Sudden Infant Death Syndrome (SIDS)

  • Medical Author: Patrick L. Carolan, MD
  • Medical Editor: David Perlstein, MD, MBA, FAAP
    David Perlstein, MD, MBA, FAAP

    David Perlstein, MD, MBA, FAAP

    Dr. Perlstein received his Medical Degree from the University of Cincinnati and then completed his internship and residency in pediatrics at The New York Hospital, Cornell medical Center in New York City. After serving an additional year as Chief Pediatric Resident, he worked as a private practitioner and then was appointed Director of Ambulatory Pediatrics at St.
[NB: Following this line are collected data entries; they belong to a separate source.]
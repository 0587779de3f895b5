//! Recursive group tree construction for one inventory source.
//!
//! [`GroupTreeBuilder`] walks a parsed YAML inventory document and registers
//! groups, children, hosts, and variables into the sink, remapping group names
//! under the source prefix. All per-parse state (the recursion ancestor stack,
//! the registered-name sets) lives here; nothing survives a parse call.

use indexmap::IndexSet;
use serde_yaml::Value;
use std::path::{Path, PathBuf};
use tracing::{trace, warn};

use super::prefixed_name;
use crate::inventory::{pattern, InventoryError, InventoryResult, InventorySink};

/// Builds the group/host graph for a single inventory source.
pub(crate) struct GroupTreeBuilder<'a> {
    sink: &'a mut dyn InventorySink,
    prefix: String,
    top_group: String,
    source: PathBuf,
    /// Ancestor chain of the current recursion, keyed by resolved name.
    stack: Vec<String>,
    groups_seen: IndexSet<String>,
    hosts_seen: IndexSet<String>,
}

impl<'a> GroupTreeBuilder<'a> {
    pub fn new(sink: &'a mut dyn InventorySink, prefix: &str, source: &Path) -> Self {
        let top_group = if prefix.is_empty() {
            "all".to_string()
        } else {
            prefix.to_string()
        };
        Self {
            sink,
            prefix: prefix.to_string(),
            top_group,
            source: source.to_path_buf(),
            stack: Vec::new(),
            groups_seen: IndexSet::new(),
            hosts_seen: IndexSet::new(),
        }
    }

    /// Consume the builder, returning the group and host names it registered.
    pub fn finish(self) -> (IndexSet<String>, IndexSet<String>) {
        (self.groups_seen, self.hosts_seen)
    }

    /// Map an original group name to its registered name under the prefix.
    ///
    /// The source's own `all` group maps to the prefix itself; any other name
    /// equal to the prefix is an ambiguous conflict.
    fn resolved_name(&self, name: &str) -> InventoryResult<String> {
        if name == "all" {
            return Ok(self.top_group.clone());
        }
        if !self.prefix.is_empty() && name == self.prefix {
            return Err(InventoryError::PrefixConflict {
                group: name.to_string(),
                prefix: self.prefix.clone(),
            });
        }
        Ok(prefixed_name(name, &self.prefix))
    }

    /// Parse one group node, registering the group and everything below it.
    ///
    /// Returns the resolved group name so callers can link parent and child
    /// after the recursion comes back.
    pub fn parse_group(&mut self, name: &str, node: &Value) -> InventoryResult<String> {
        let resolved = self.resolved_name(name)?;
        if self.stack.contains(&resolved) {
            return Err(InventoryError::CircularGroup(format!(
                "{} -> {} in {}",
                self.stack.join(" -> "),
                resolved,
                self.source.display()
            )));
        }

        self.sink.add_group(&resolved);
        self.groups_seen.insert(resolved.clone());

        let mapping = match node {
            Value::Null => return Ok(resolved),
            Value::Mapping(mapping) => mapping,
            other => {
                warn!(
                    "Skipping malformed content for group ({name}) in {}: expected a dictionary, got {}",
                    self.source.display(),
                    type_name(other)
                );
                return Ok(resolved);
            }
        };

        self.stack.push(resolved.clone());
        for (key, section) in mapping {
            let Some(section_name) = key.as_str() else {
                warn!(
                    "Skipping unexpected non-string key in group ({name}) in {}",
                    self.source.display()
                );
                continue;
            };
            match section_name {
                "vars" => self.parse_vars(&resolved, name, section)?,
                "children" => self.parse_children(&resolved, name, section)?,
                "hosts" => self.parse_hosts(&resolved, name, section)?,
                other => {
                    warn!("Skipping unexpected key ({other}) in group ({name})");
                }
            }
        }
        self.stack.pop();

        Ok(resolved)
    }

    fn parse_vars(&mut self, resolved: &str, name: &str, section: &Value) -> InventoryResult<()> {
        let Some(entries) = self.section_entries("vars", name, section)? else {
            return Ok(());
        };
        for (key, value) in entries {
            let var_name = scalar_key(&key).ok_or_else(|| {
                InventoryError::Structure(format!(
                    "invalid variable name in group '{}' in {}: names must be scalar",
                    name,
                    self.source.display()
                ))
            })?;
            trace!("Registered var {var_name} for group {resolved}");
            self.sink.set_group_variable(resolved, &var_name, value);
        }
        Ok(())
    }

    fn parse_children(&mut self, resolved: &str, name: &str, section: &Value) -> InventoryResult<()> {
        let Some(entries) = self.section_entries("children", name, section)? else {
            return Ok(());
        };
        for (key, node) in entries {
            let child = scalar_key(&key).ok_or_else(|| {
                InventoryError::Structure(format!(
                    "invalid child group name in group '{}' in {}: names must be scalar",
                    name,
                    self.source.display()
                ))
            })?;
            if child == "ungrouped" {
                trace!("Skipping ungrouped child of group ({name})");
                continue;
            }
            let child_resolved = self.parse_group(&child, &node)?;
            self.sink.add_child(resolved, &child_resolved);
        }
        Ok(())
    }

    fn parse_hosts(&mut self, resolved: &str, name: &str, section: &Value) -> InventoryResult<()> {
        let Some(entries) = self.section_entries("hosts", name, section)? else {
            return Ok(());
        };
        for (key, node) in entries {
            let Value::String(host_pattern) = &key else {
                return Err(InventoryError::InvalidPattern {
                    pattern: scalar_key(&key).unwrap_or_else(|| format!("{key:?}")),
                    message: format!(
                        "host identifiers must be strings; quote numeric-looking host names in {}",
                        self.source.display()
                    ),
                });
            };

            let host_vars = match &node {
                Value::Null => Vec::new(),
                Value::String(single) => vec![(Value::String(single.clone()), Value::Null)],
                Value::Mapping(mapping) => mapping.iter().map(|(k, v)| (k.clone(), v.clone())).collect(),
                _ => {
                    return Err(InventoryError::Structure(format!(
                        "Invalid data for host '{}' in group '{}' in {}: requires a dictionary",
                        host_pattern,
                        name,
                        self.source.display()
                    )));
                }
            };

            let (hosts, port) = pattern::expand(host_pattern)?;
            for host in hosts {
                trace!("Registered host {host} for group {resolved}");
                self.sink.add_host(&host, resolved);
                if resolved != self.top_group {
                    self.sink.add_host(&host, &self.top_group);
                }
                if let Some(port) = port {
                    self.sink.set_host_port(&host, port);
                }
                for (key, value) in &host_vars {
                    let var_name = scalar_key(key).ok_or_else(|| {
                        InventoryError::Structure(format!(
                            "invalid variable name for host '{}' in {}: names must be scalar",
                            host,
                            self.source.display()
                        ))
                    })?;
                    self.sink.set_host_variable(&host, &var_name, value.clone());
                }
                self.hosts_seen.insert(host);
            }
        }
        Ok(())
    }

    /// Coerce a section value into its entry list.
    ///
    /// A null section is skipped with a trace note; a bare string is shorthand
    /// for a single entry with no data; anything else that is not a mapping is
    /// a fatal structural error.
    fn section_entries(
        &self,
        section: &str,
        group: &str,
        value: &Value,
    ) -> InventoryResult<Option<Vec<(Value, Value)>>> {
        match value {
            Value::Null => {
                trace!("Skipping empty key ({section}) in group ({group})");
                Ok(None)
            }
            Value::String(single) => Ok(Some(vec![(Value::String(single.clone()), Value::Null)])),
            Value::Mapping(mapping) => {
                Ok(Some(mapping.iter().map(|(k, v)| (k.clone(), v.clone())).collect()))
            }
            _ => Err(InventoryError::Structure(format!(
                "Invalid \"{}\" entry for group '{}' in {}: requires a dictionary",
                section,
                group,
                self.source.display()
            ))),
        }
    }
}

/// Render a scalar mapping key as a name.
fn scalar_key(key: &Value) -> Option<String> {
    match key {
        Value::String(s) => Some(s.clone()),
        Value::Number(n) => Some(n.to_string()),
        Value::Bool(b) => Some(b.to_string()),
        _ => None,
    }
}

/// Human-readable YAML node type for error and warning messages.
fn type_name(value: &Value) -> &'static str {
    match value {
        Value::Null => "null",
        Value::Bool(_) => "a boolean",
        Value::Number(_) => "a number",
        Value::String(_) => "a string",
        Value::Sequence(_) => "a list",
        Value::Mapping(_) => "a dictionary",
        Value::Tagged(_) => "a tagged value",
    }
}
Barnabas Hospital in the Bronx.

Does the supine (back) sleep position cause any problems for infants?

Recent studies have evaluated the effect of back sleeping on an infant's motor development. Babies younger than 1 year of age who slept on their backs showed slightly decreased upper trunk strength as reflected in mild delays in their ability to crawl, sit upright unassisted, or pull to stand.

  • However, it is important to emphasize that face-up sleepers still attained these milestones within the accepted time range for normal development. No significant difference in gross motor development was seen by the time either infant group started to walk.
  • Parents should incorporate a certain amount of tummy time while the infant is awake and observed. This type of play while baby is on his or her tummy is recommended for developmental reasons and may also help to prevent flattening of parts of the skull, called plagiocephaly, from developing or persisting on the back of the head.

What support is available to parents who are coping with an infant loss due to SIDS?

Most areas within the United States have access to support services for families following a SIDS death. Each family's grief is unique. However, many families that have experienced SIDS have found it helpful to use the counseling resources that may be provided through public-health nursing agencies, local coroner, or medical examiner offices, or information and counseling programs based at many children's hospitals across the country.

Losing a child is a unique crisis for any family, especially when the child has died suddenly, unexpectedly, and for no apparent reason.

  • Do not blame yourselves! Losing a child to SIDS is not your fault.
  • There are typically no warning signs or symptoms that you could have recognized or prevented.

Grieving is a normal process when dealing with the loss of a loved one. Family, friends, neighbors, workplace, or faith communities may all serve as sources of support. It is important to remember that you are not alone. There are formal support groups and counseling programs available to help you cope with your loss. For further information, you may contact these groups:

National Institute of Child Health & Human Development, NICHD/Back to Sleep Campaign
31 Center Drive, Room 2A32
Bethesda, MD 20892-2425
Phone: 800-370-2943
Fax: 301-496-7101

First Candle (SIDS Alliance)
2105 Laurel Bush Road, Suite 201
Bel Air, MD 21015
800-221-7437 (toll free)

Association of SIDS and Infant Mortality Programs (a national network of SIDS support groups)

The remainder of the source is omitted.